Critics’ Picks

Anonymous, Pinch pot, ca. late 1800s–early 1900s, enamel on porcelain, 4 3/4 x 4".

Anonymous, Pinch pot, ca. late 1800s–early 1900s, enamel on porcelain, 4 3/4 x 4".

Paris

“Les Flammes: L’Âge de la céramique”

Musée d'Art Moderne de Paris
11 avenue du Président Wilson
October 15, 2021–February 6, 2022

Heroically recontextualizing contemporary ceramics within a long history of clay idols and vessels, this Anne Dressen–curated exhibition comprises over 350 works made between the Neolithic period and today. Organized thematically rather than chronologically, geographically, or stylistically, the show confronts issues ranging from form and function to intentionality and accident, advocating for a broadened appreciation of a traditionally marginalized medium.           

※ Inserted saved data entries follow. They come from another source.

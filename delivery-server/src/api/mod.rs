//! API 路由模块
//!
//! # 结构
//!
//! - [`health`] - 健康检查
//! - [`orders`] - 订单管理接口 (创建、状态流转、历史)
//! - [`drivers`] - 骑手管理接口 (档案、可用性、评分)
//! - [`board`] - 看板投影接口
//! - [`tracking`] - 顾客订单跟踪 (公开, 无租户头)
//! - [`restaurant`] - 餐厅设置接口
//!
//! 除 `health` 和 `tracking` 外，所有接口都要求网关注入的租户头
//! (`x-restaurant-id` / `x-user-id`)。

use axum::Router;
use http::{HeaderName, HeaderValue};
use tower_http::compression::CompressionLayer;
use tower_http::cors::CorsLayer;
use tower_http::request_id::{
    MakeRequestId, PropagateRequestIdLayer, RequestId, SetRequestIdLayer,
};
use tower_http::trace::TraceLayer;
use uuid::Uuid;

use crate::core::ServerState;

pub mod board;
pub mod drivers;
pub mod health;
pub mod orders;
pub mod restaurant;
pub mod tracking;

// Re-export common types for handlers
pub use crate::utils::{AppResponse, AppResult};

/// Custom request ID generator
#[derive(Clone)]
struct XRequestId;

impl MakeRequestId for XRequestId {
    fn make_request_id<B>(&mut self, _request: &http::Request<B>) -> Option<RequestId> {
        let id = Uuid::new_v4().to_string();
        HeaderValue::from_str(&id).ok().map(RequestId::new)
    }
}

/// Build a router with all routes registered (no middleware, no state)
pub fn build_router() -> Router<ServerState> {
    Router::new()
        .merge(orders::router())
        .merge(drivers::router())
        .merge(board::router())
        .merge(restaurant::router())
        // Public routes - no tenant headers
        .merge(tracking::router())
        .merge(health::router())
}

/// Build the fully configured application with all middleware
pub fn build_app() -> Router<ServerState> {
    build_router()
        // CORS - dashboard and tracking page run on separate origins
        .layer(CorsLayer::permissive())
        // Gzip compress responses
        .layer(CompressionLayer::new())
        // Request tracing (logs at INFO level)
        .layer(TraceLayer::new_for_http())
        // Unique ID per request, propagated to the response
        .layer(SetRequestIdLayer::new(
            HeaderName::from_static("x-request-id"),
            XRequestId,
        ))
        .layer(PropagateRequestIdLayer::new(HeaderName::from_static(
            "x-request-id",
        )))
}
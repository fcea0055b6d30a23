//! Data Models
//!
//! Plain domain entities shared by the store implementations, the order
//! lifecycle engine and the HTTP layer. IDs are opaque strings; the
//! SurrealDB repositories map them to record ids internally.

pub mod driver;
pub mod order;
pub mod restaurant;

pub use driver::{Driver, DriverCreate, DriverStatus, DriverUpdate, VehicleType};
pub use order::{
    Order, OrderHistoryEntry, OrderItem, OrderPriority, OrderStatus, OrderUpdate,
};
pub use restaurant::{Restaurant, RestaurantSettingsUpdate};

Les Flammes” opens with a selection of artworks intended to illustrate ceramics’ diversity in terms of materiality and technique. Bettina Samson’s Horloge 3 (Clock 3), 2018, a small rectangular sculpture studded with melted white protrusions, demonstrates how firing cones mark precise times and temperatures in a kiln. The glossy jumble of porcelain, stoneware, and earthenware objects that is Daniel Dewar and Grégory Giquel's Mixed Ceramics (n◦7), 2011, flaunts a multitude of clay bodies and glazes. In addition to covering the fundamentals, the exhibition abounds with enlightening unexpected juxtapositions, like the small fur-inlaid dish by Meret Oppenheim (Souvenir du “Dejeuner en fourrure,” [Souvenir of “Fur Breakfast”], 1972) posed next to a Song Dynasty vessel glazed in so-called “rabbit fur” style.

The show’s most spirited section, “Delightful and Abject,” probes clay's erotic associations. Corporeal works like Ken Price’s bosomy Oki, 2017, Marc Alberghina’s lascivious tongue jutting out from the wall (Canis lingua, 2020), and even Auguste Rodin’s arch-backed terra cotta nude (Torse d'Adèle [Adèle's Torso], pre-1884) are accompanied by a loop of the famous scene featuring Demi Moore, Patrick Swayze and a pottery wheel from Jerry Zucker's 1990 film Ghost. As the excerpt echoes across the exhibition, it is hard not to be seduced by the possibilities of clay.